Kangyuy'un kazılan tüm yerleşim yerlerinde ve şehir merkezlerinde tahıl kalıntıları, kavun tohumları ve meyve bitkileri bulundu. Konut binalarındaki depo odalarında, malzemeleri depolamak için büyük kil kaplar ve kaplar bulundu.

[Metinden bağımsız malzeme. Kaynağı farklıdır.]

//! Common API types

use serde::Serialize;
use utoipa::ToSchema;

/// Plain `{ message }` response body used by mutation endpoints.
#[derive(Debug, Serialize, ToSchema)]
pub struct MessageResponse {
    pub message: String,
}

impl MessageResponse {
    pub fn new(message: impl Into<String>) -> Self {
        Self {
            message: message.into(),
        }
    }
}
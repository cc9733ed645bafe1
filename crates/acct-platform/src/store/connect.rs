//! Connection manager
//!
//! One retried connection attempt per process, shared by every caller.
//! The first `get()` performs connect + schema bootstrap under the
//! retry policy; concurrent callers await that same attempt instead of
//! opening their own, and later callers get the cached handle.

use std::future::Future;
use std::sync::Arc;
use std::time::Duration;

use tokio::sync::OnceCell;
use tracing::{info, warn};

use crate::shared::error::{AccountError, Result};
use crate::store::{AccountStore, MongoStore, PostgresStore, StoreBackend, StoreConfig};

/// How hard to try before giving up on the backend.
#[derive(Debug, Clone, Copy)]
pub struct RetryPolicy {
    pub max_attempts: u32,
    pub delay: Duration,
}

impl Default for RetryPolicy {
    fn default() -> Self {
        Self {
            max_attempts: 5,
            delay: Duration::from_secs(5),
        }
    }
}

/// Runs `op` up to `policy.max_attempts` times with a fixed delay
/// between failures.
pub(crate) async fn with_retry<T, F, Fut>(policy: RetryPolicy, mut op: F) -> Result<T>
where
    F: FnMut() -> Fut,
    Fut: Future<Output = Result<T>>,
{
    let mut last_error = None;
    for attempt in 1..=policy.max_attempts {
        match op().await {
            Ok(value) => return Ok(value),
            Err(err) => {
                warn!(
                    attempt,
                    max_attempts = policy.max_attempts,
                    error = %err,
                    "Store connection attempt failed"
                );
                last_error = Some(err);
                if attempt < policy.max_attempts {
                    tokio::time::sleep(policy.delay).await;
                }
            }
        }
    }

    let cause = last_error
        .map(|e| e.to_string())
        .unwrap_or_else(|| "no attempts were made".to_string());
    Err(AccountError::connection(format!(
        "failed after {} attempts: {cause}",
        policy.max_attempts
    )))
}

async fn open_store(config: &StoreConfig) -> Result<Arc<dyn AccountStore>> {
    match config.backend {
        StoreBackend::Postgres => {
            let store = PostgresStore::connect(config).await?;
            store.ensure_schema().await?;
            Ok(Arc::new(store))
        }
        StoreBackend::Mongo => {
            let store = MongoStore::connect(config).await?;
            store.ensure_schema().await?;
            Ok(Arc::new(store))
        }
    }
}

/// Owns the single store handle for a process.
pub struct StoreManager {
    config: StoreConfig,
    policy: RetryPolicy,
    store: OnceCell<Arc<dyn AccountStore>>,
}

impl StoreManager {
    pub fn new(config: StoreConfig) -> Self {
        Self::with_policy(config, RetryPolicy::default())
    }

    pub fn with_policy(config: StoreConfig, policy: RetryPolicy) -> Self {
        Self {
            config,
            policy,
            store: OnceCell::new(),
        }
    }

    /// The shared store handle, connecting (with retries and schema
    /// bootstrap) on first use. Concurrent callers await the same
    /// in-flight attempt instead of opening their own.
    pub async fn get(&self) -> Result<Arc<dyn AccountStore>> {
        self.get_with(|| open_store(&self.config)).await
    }

    async fn get_with<F, Fut>(&self, opener: F) -> Result<Arc<dyn AccountStore>>
    where
        F: FnMut() -> Fut,
        Fut: Future<Output = Result<Arc<dyn AccountStore>>>,
    {
        let store = self
            .store
            .get_or_try_init(|| async {
                let store = with_retry(self.policy, opener).await?;
                info!("Store is connected and bootstrapped");
                Ok::<_, AccountError>(store)
            })
            .await?;
        Ok(Arc::clone(store))
    }
}

#[cfg(test)]
mod tests {
    use super::*;
    use crate::account::entity::{Account, AccountPatch, NewAccount};
    use std::sync::atomic::{AtomicU32, Ordering};

    fn fast_policy(max_attempts: u32) -> RetryPolicy {
        RetryPolicy {
            max_attempts,
            delay: Duration::ZERO,
        }
    }

    #[derive(Debug)]
    struct NullStore;

    #[async_trait::async_trait]
    impl AccountStore for NullStore {
        async fn list(&self) -> Result<Vec<Account>> {
            Ok(Vec::new())
        }

        async fn find_by_id(&self, _id: &str) -> Result<Option<Account>> {
            Ok(None)
        }

        async fn find_by_email(&self, _email: &str) -> Result<Option<Account>> {
            Ok(None)
        }

        async fn insert(&self, account: NewAccount) -> Result<Account> {
            Ok(account.into_account())
        }

        async fn update(&self, _id: &str, _patch: AccountPatch) -> Result<()> {
            Ok(())
        }

        async fn delete(&self, _id: &str) -> Result<()> {
            Ok(())
        }

        async fn disconnect(&self) -> Result<()> {
            Ok(())
        }
    }

    #[tokio::test]
    async fn test_retry_exhausts_attempts_on_persistent_failure() {
        let calls = AtomicU32::new(0);
        let result: Result<()> = with_retry(fast_policy(5), || {
            calls.fetch_add(1, Ordering::SeqCst);
            async { Err(AccountError::connection("refused")) }
        })
        .await;

        assert_eq!(calls.load(Ordering::SeqCst), 5);
        let err = result.unwrap_err();
        assert!(err.to_string().contains("failed after 5 attempts"));
    }

    #[tokio::test]
    async fn test_retry_stops_after_first_success() {
        let calls = AtomicU32::new(0);
        let result = with_retry(fast_policy(5), || {
            let n = calls.fetch_add(1, Ordering::SeqCst);
            async move {
                if n < 2 {
                    Err(AccountError::connection("not yet"))
                } else {
                    Ok(n)
                }
            }
        })
        .await;

        assert_eq!(result.unwrap(), 2);
        assert_eq!(calls.load(Ordering::SeqCst), 3);
    }

    #[tokio::test]
    async fn test_concurrent_get_shares_one_attempt() {
        let manager = StoreManager::with_policy(StoreConfig::default(), fast_policy(5));
        let attempts = Arc::new(AtomicU32::new(0));

        let make_opener = || {
            let attempts = Arc::clone(&attempts);
            move || {
                let attempts = Arc::clone(&attempts);
                async move {
                    // The first call fails so the establishment spans
                    // a retry while the second caller is waiting.
                    if attempts.fetch_add(1, Ordering::SeqCst) == 0 {
                        Err(AccountError::connection("not yet"))
                    } else {
                        Ok(Arc::new(NullStore) as Arc<dyn AccountStore>)
                    }
                }
            }
        };

        let (a, b) = tokio::join!(
            manager.get_with(make_opener()),
            manager.get_with(make_opener()),
        );
        assert!(a.is_ok());
        assert!(b.is_ok());

        // One retried establishment: a failure plus a success. Had the
        // callers raced, the counter would show their openers too.
        assert_eq!(attempts.load(Ordering::SeqCst), 2);

        // Later callers reuse the cached handle without opening again.
        manager.get_with(make_opener()).await.unwrap();
        assert_eq!(attempts.load(Ordering::SeqCst), 2);
    }

    #[tokio::test]
    async fn test_manager_reports_connection_error() {
        let config = StoreConfig {
            host: "127.0.0.1".to_string(),
            // Nothing listens here.
            port: 1,
            ..Default::default()
        };
        let manager = StoreManager::with_policy(config, fast_policy(2));

        let err = manager.get().await.unwrap_err();
        assert!(matches!(err, AccountError::Connection { .. }));
    }
}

Bu nedenle, ana ekonomik faaliyet türü olarak göçebe sığır yetiştiriciliğinin egemenliği ve küçük yerleşim ve tarım merkezlerinin varlığı, Hun döneminin tüm devletleri için genel kural olarak kabul edilebilir. Devlet çerçevesinde, göçebe ve yerleşik nüfus uyumlu bir şekilde birleştirildi. Sığır yetiştiriciliği ve tarımın yanı sıra Hunlar, Usun'lar ve Kangyuylar yerel ticaret ve zanaat geliştirdiler. Takı, çömlekçilik ve demircilik özellikle gelişmiştir. Höyüklerde bulunan çeşitli metal ürünlerin buluntuları, metalurji zanaatının gelişimine işaret etmektedir. Nüfusun bir kısmı sürekli olarak demir ve polimetalik cevherlerin çıkarılması, altın ve gümüşün geliştirilmesi ile uğraşmaktadır.
Hunlar. Hunların Çağı
MÖ 1. binyılın ortasında. Altay, Güney Sibirya ve Doğu Kazakistan topraklarında, Hun kabilelerinin Xiongnu (Hunlar) adı verilen bir ittifakı şekillenmeye başladı. Çağımızın başındaki tarihçiler tarafından kaydedilen Hunların şecere öykülerinde belirtildiği gibi, "bunların bin yıllık bir geçmişi vardı." Bu kabileler, Büyük Milletler Göçü döneminin tarihi olaylarında kendilerini ilan ettiler. Devleti yaratan proto-Türk birliklerinden Hunlar, Usun'lar ve Kangyuis modern Kazakistan tarihinde önemli bir rol oynadılar. İmparatorluğun altın çağında (MÖ 177) Hunların toprakları, Pasifik Okyanusu'ndan Hazar Denizi kıyılarına ve daha sonra Orta Avrupa'ya kadar Avrasya'nın geniş alanlarını kapsıyordu.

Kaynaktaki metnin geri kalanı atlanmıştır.